### Task requirements
Looking through the data below, work out how many lines have the word "WavStore". Reply with that number only.

### Material shown

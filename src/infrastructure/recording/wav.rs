//! WAV persistence using hound
//!
//! Files are written in the capture format (mono, 16 kHz, 16-bit PCM) with
//! a timestamped name, so repeated recordings in one session never collide.

use std::path::{Path, PathBuf};

use async_trait::async_trait;
use hound::{SampleFormat, WavSpec, WavWriter};

use crate::application::ports::{AudioStore, PersistError};
use crate::domain::recording::format::{BITS_PER_SAMPLE, CHANNELS, SAMPLE_RATE};
use crate::domain::recording::AudioBuffer;

/// Write a buffer to `path` as a PCM WAV file. An empty buffer produces a
/// valid header-only file.
pub fn write_wav(buffer: &AudioBuffer, path: &Path) -> Result<(), PersistError> {
    let spec = WavSpec {
        channels: CHANNELS,
        sample_rate: SAMPLE_RATE,
        bits_per_sample: BITS_PER_SAMPLE,
        sample_format: SampleFormat::Int,
    };

    let mut writer =
        WavWriter::create(path, spec).map_err(|e| PersistError::WriteFailed(e.to_string()))?;

    for frame in buffer.frames() {
        for &sample in frame.samples() {
            writer
                .write_sample(sample)
                .map_err(|e| PersistError::WriteFailed(e.to_string()))?;
        }
    }

    writer
        .finalize()
        .map_err(|e| PersistError::WriteFailed(e.to_string()))?;

    Ok(())
}

/// Audio store writing timestamped WAV files into a fixed directory
pub struct WavStore {
    output_dir: PathBuf,
}

impl WavStore {
    pub fn new(output_dir: PathBuf) -> Self {
        Self { output_dir }
    }

    fn next_path(&self) -> PathBuf {
        let timestamp = chrono::Local::now().format("%Y%m%d_%H%M%S");
        self.output_dir.join(format!("voxclip_{}.wav", timestamp))
    }
}

#[async_trait]
impl AudioStore for WavStore {
    async fn save(&self, buffer: &AudioBuffer) -> Result<PathBuf, PersistError> {
        let path = self.next_path();
        let buffer = buffer.clone();
        let write_path = path.clone();

        tokio::task::spawn_blocking(move || write_wav(&buffer, &write_path))
            .await
            .map_err(|e| PersistError::WriteFailed(format!("Task join error: {}", e)))??;

        Ok(path)
    }
}
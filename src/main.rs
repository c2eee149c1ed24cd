//! voxclip CLI entry point

use std::process::ExitCode;

use clap::Parser;

use voxclip::cli::{
    app::{load_merged_config, run_interactive, run_oneshot, EXIT_ERROR, EXIT_USAGE_ERROR},
    args::{Cli, Commands},
    config_cmd::handle_config_command,
    presenter::Presenter,
};
use voxclip::domain::config::AppConfig;
use voxclip::domain::recording::Duration;
use voxclip::infrastructure::TomlConfigStore;

#[tokio::main(flavor = "multi_thread", worker_threads = 2)]
async fn main() -> ExitCode {
    let cli = Cli::parse();
    let presenter = Presenter::new();

    // Handle subcommands
    if let Some(Commands::Config { action }) = cli.command {
        let store = TomlConfigStore::new();
        if let Err(e) = handle_config_command(action, &store, &presenter).await {
            presenter.error(&e.to_string());
            return ExitCode::from(EXIT_ERROR);
        }
        return ExitCode::SUCCESS;
    }

    // Build CLI config from args
    let cli_config = AppConfig {
        api_key: None, // API key comes from env/file only
        max_duration: cli.max_duration.clone(),
        output_dir: cli
            .output_dir
            .as_ref()
            .map(|p| p.to_string_lossy().into_owned()),
    };

    // Merge config
    let config = load_merged_config(cli_config).await;

    // Reject a malformed duration before anything touches the device
    if let Some(s) = config.max_duration.as_ref() {
        if let Err(e) = s.parse::<Duration>() {
            presenter.error(&format!("Invalid max-duration: {}", e));
            return ExitCode::from(EXIT_USAGE_ERROR);
        }
    }

    // Route to appropriate handler
    match cli.file {
        Some(file) => run_oneshot(&file, &config).await,
        None => run_interactive(&config).await,
    }
}
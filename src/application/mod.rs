//! Application layer - use cases and port interfaces

pub mod capture;
pub mod pipeline;
pub mod ports;

pub use capture::{CaptureEngine, ChunkSource, StopPoll, StopReason, TickOutcome};
pub use pipeline::{PipelineError, PipelineOutput, TranscribePipeline};
//! Transcription adapters

pub mod whisper;

pub use whisper::WhisperTranscriber;
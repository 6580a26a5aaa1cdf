//! Condition algebra over host facts
//!
//! A [`Condition`] is an opaque, pure predicate over a [`HostFacts`] snapshot.
//! Conditions compose with [`not`], [`and`] and [`or`]; callers only ever see
//! [`Condition::evaluate`].

use crate::facts::{Fact, HostFacts};
use std::fmt;
use std::sync::Arc;

type Predicate = dyn Fn(&HostFacts) -> bool + Send + Sync;

/// Pure boolean predicate over a host's facts.
#[derive(Clone)]
pub struct Condition(Arc<Predicate>);

impl Condition {
    /// Wraps an arbitrary predicate.
    ///
    /// The predicate must not block or perform I/O.
    pub fn from_fn<F>(predicate: F) -> Self
    where
        F: Fn(&HostFacts) -> bool + Send + Sync + 'static,
    {
        Self(Arc::new(predicate))
    }

    /// Condition that always holds.
    #[must_use]
    pub fn always() -> Self {
        Self::from_fn(|_| true)
    }

    /// Evaluates the condition against a snapshot.
    #[must_use]
    pub fn evaluate(&self, facts: &HostFacts) -> bool {
        (self.0)(facts)
    }
}

impl fmt::Debug for Condition {
    fn fmt(&self, f: &mut fmt::Formatter<'_>) -> fmt::Result {
        f.write_str("Condition(..)")
    }
}

/// Condition holding when `fact` is true.
#[must_use]
pub fn fact(fact: Fact) -> Condition {
    Condition::from_fn(move |facts| facts.get(fact))
}

/// Negation of `condition`.
#[must_use]
pub fn not(condition: Condition) -> Condition {
    Condition::from_fn(move |facts| !condition.evaluate(facts))
}

/// Conjunction; stops at the first operand that is false.
///
/// An empty conjunction holds.
pub fn and(conditions: impl IntoIterator<Item = Condition>) -> Condition {
    let conditions: Vec<Condition> = conditions.into_iter().collect();
    Condition::from_fn(move |facts| conditions.iter().all(|c| c.evaluate(facts)))
}

/// Disjunction; stops at the first operand that is true.
///
/// An empty disjunction does not hold.
pub fn or(conditions: impl IntoIterator<Item = Condition>) -> Condition {
    let conditions: Vec<Condition> = conditions.into_iter().collect();
    Condition::from_fn(move |facts| conditions.iter().any(|c| c.evaluate(facts)))
}

#[cfg(test)]
mod tests {
    use super::*;
    use std::sync::atomic::{AtomicUsize, Ordering};

    fn constant(value: bool) -> Condition {
        Condition::from_fn(move |_| value)
    }

    fn probe(value: bool, calls: &Arc<AtomicUsize>) -> Condition {
        let calls = Arc::clone(calls);
        Condition::from_fn(move |_| {
            calls.fetch_add(1, Ordering::SeqCst);
            value
        })
    }

    #[test]
    fn test_truth_table() {
        let facts = HostFacts::default();
        for a in [false, true] {
            assert_eq!(not(constant(a)).evaluate(&facts), !a);
            for b in [false, true] {
                assert_eq!(and([constant(a), constant(b)]).evaluate(&facts), a && b);
                assert_eq!(or([constant(a), constant(b)]).evaluate(&facts), a || b);
            }
        }
    }

    #[test]
    fn test_empty_combinators() {
        let facts = HostFacts::default();
        assert!(and(Vec::new()).evaluate(&facts));
        assert!(!or(Vec::new()).evaluate(&facts));
        assert!(Condition::always().evaluate(&facts));
    }

    #[test]
    fn test_and_short_circuits_on_first_false() {
        let calls = Arc::new(AtomicUsize::new(0));
        let condition = and([constant(true), constant(false), probe(true, &calls)]);

        assert!(!condition.evaluate(&HostFacts::default()));
        assert_eq!(calls.load(Ordering::SeqCst), 0);
    }

    #[test]
    fn test_or_short_circuits_on_first_true() {
        let calls = Arc::new(AtomicUsize::new(0));
        let condition = or([constant(false), constant(true), probe(false, &calls)]);

        assert!(condition.evaluate(&HostFacts::default()));
        assert_eq!(calls.load(Ordering::SeqCst), 0);
    }

    #[test]
    fn test_operands_evaluated_until_determined() {
        let calls = Arc::new(AtomicUsize::new(0));
        let condition = and([probe(true, &calls), probe(true, &calls), probe(false, &calls)]);

        assert!(!condition.evaluate(&HostFacts::default()));
        assert_eq!(calls.load(Ordering::SeqCst), 3);
    }

    #[test]
    fn test_fact_reads_snapshot() {
        let facts = HostFacts::default().with(Fact::Connected, true);
        assert!(fact(Fact::Connected).evaluate(&facts));
        assert!(!fact(Fact::HasInventory).evaluate(&facts));
        assert!(and([fact(Fact::Connected), not(fact(Fact::HasInventory))]).evaluate(&facts));
    }

    #[test]
    fn test_evaluation_is_repeatable() {
        let condition = or([fact(Fact::HasMinMemory), not(fact(Fact::Connected))]);
        let facts = HostFacts::all(false);
        let first = condition.evaluate(&facts);
        for _ in 0..5 {
            assert_eq!(condition.evaluate(&facts), first);
        }
    }
}
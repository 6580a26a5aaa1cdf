//! Controller configuration.
//!
//! Configuration is read from environment variables. Only `HOSTS_FILE` is
//! required; every other setting has a default.

use crate::error::ControllerError;
use host_lifecycle::HardwareRequirements;
use std::path::PathBuf;
use std::str::FromStr;
use std::time::Duration;

const GIB: u64 = 1024 * 1024 * 1024;
const GB: u64 = 1000 * 1000 * 1000;

/// Host Monitor settings.
#[derive(Debug, Clone)]
pub struct ControllerConfig {
    /// Hosts file re-read every refresh cycle
    pub hosts_file: PathBuf,
    /// Time between refresh cycles
    pub refresh_interval: Duration,
    /// Hosts refreshed in parallel
    pub refresh_concurrency: usize,
    /// Silence after which a host counts as disconnected
    pub disconnection_timeout: chrono::Duration,
    /// Pool hardware minimums
    pub requirements: HardwareRequirements,
    /// Maximum number of cycles a failing host is skipped
    pub max_backoff_cycles: u64,
}

impl ControllerConfig {
    /// Loads configuration from the process environment.
    ///
    /// # Errors
    ///
    /// Returns [`ControllerError::InvalidConfig`] if `HOSTS_FILE` is missing or
    /// a numeric setting does not parse.
    pub fn from_env() -> Result<Self, ControllerError> {
        Self::from_lookup(|name| std::env::var(name).ok())
    }

    /// Loads configuration through `lookup`.
    ///
    /// # Errors
    ///
    /// See [`ControllerConfig::from_env`].
    pub fn from_lookup(lookup: impl Fn(&str) -> Option<String>) -> Result<Self, ControllerError> {
        let hosts_file = lookup("HOSTS_FILE").ok_or_else(|| {
            ControllerError::InvalidConfig("HOSTS_FILE environment variable is required".to_string())
        })?;

        let refresh_interval_secs: u64 = parse(&lookup, "REFRESH_INTERVAL_SECS", 60)?;
        if refresh_interval_secs == 0 {
            return Err(ControllerError::InvalidConfig(
                "REFRESH_INTERVAL_SECS must be greater than zero".to_string(),
            ));
        }
        let disconnection_timeout_secs: i64 = parse(&lookup, "DISCONNECTION_TIMEOUT_SECS", 180)?;
        let disconnection_timeout = chrono::Duration::try_seconds(disconnection_timeout_secs)
            .filter(|timeout| *timeout > chrono::Duration::zero())
            .ok_or_else(|| {
                ControllerError::InvalidConfig(format!(
                    "DISCONNECTION_TIMEOUT_SECS must be a positive number of seconds, got {disconnection_timeout_secs}"
                ))
            })?;
        let unsupported_manufacturers = lookup("UNSUPPORTED_MANUFACTURERS")
            .map(|value| {
                value
                    .split(',')
                    .map(str::trim)
                    .filter(|name| !name.is_empty())
                    .map(str::to_string)
                    .collect()
            })
            .unwrap_or_default();

        Ok(Self {
            hosts_file: PathBuf::from(hosts_file),
            refresh_interval: Duration::from_secs(refresh_interval_secs),
            refresh_concurrency: parse(&lookup, "REFRESH_CONCURRENCY", 8)?,
            disconnection_timeout,
            requirements: HardwareRequirements {
                min_cpu_cores: parse(&lookup, "MIN_CPU_CORES", 2)?,
                min_memory_bytes: parse_bytes(&lookup, "MIN_MEMORY_GIB", 8, GIB)?,
                min_disk_size_bytes: parse_bytes(&lookup, "MIN_DISK_SIZE_GB", 120, GB)?,
                min_valid_disks: parse(&lookup, "MIN_VALID_DISKS", 1)?,
                unsupported_manufacturers,
            },
            max_backoff_cycles: parse(&lookup, "MAX_BACKOFF_CYCLES", 10)?,
        })
    }
}

fn parse<T: FromStr>(
    lookup: &impl Fn(&str) -> Option<String>,
    name: &str,
    default: T,
) -> Result<T, ControllerError> {
    match lookup(name) {
        None => Ok(default),
        Some(value) => value.trim().parse().map_err(|_| {
            ControllerError::InvalidConfig(format!("{name} has invalid value '{value}'"))
        }),
    }
}

/// Parses a size given in `unit`s and converts it to bytes.
fn parse_bytes(
    lookup: &impl Fn(&str) -> Option<String>,
    name: &str,
    default: u64,
    unit: u64,
) -> Result<u64, ControllerError> {
    let value: u64 = parse(lookup, name, default)?;
    value
        .checked_mul(unit)
        .ok_or_else(|| ControllerError::InvalidConfig(format!("{name} is too large: {value}")))
}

### Your solution
3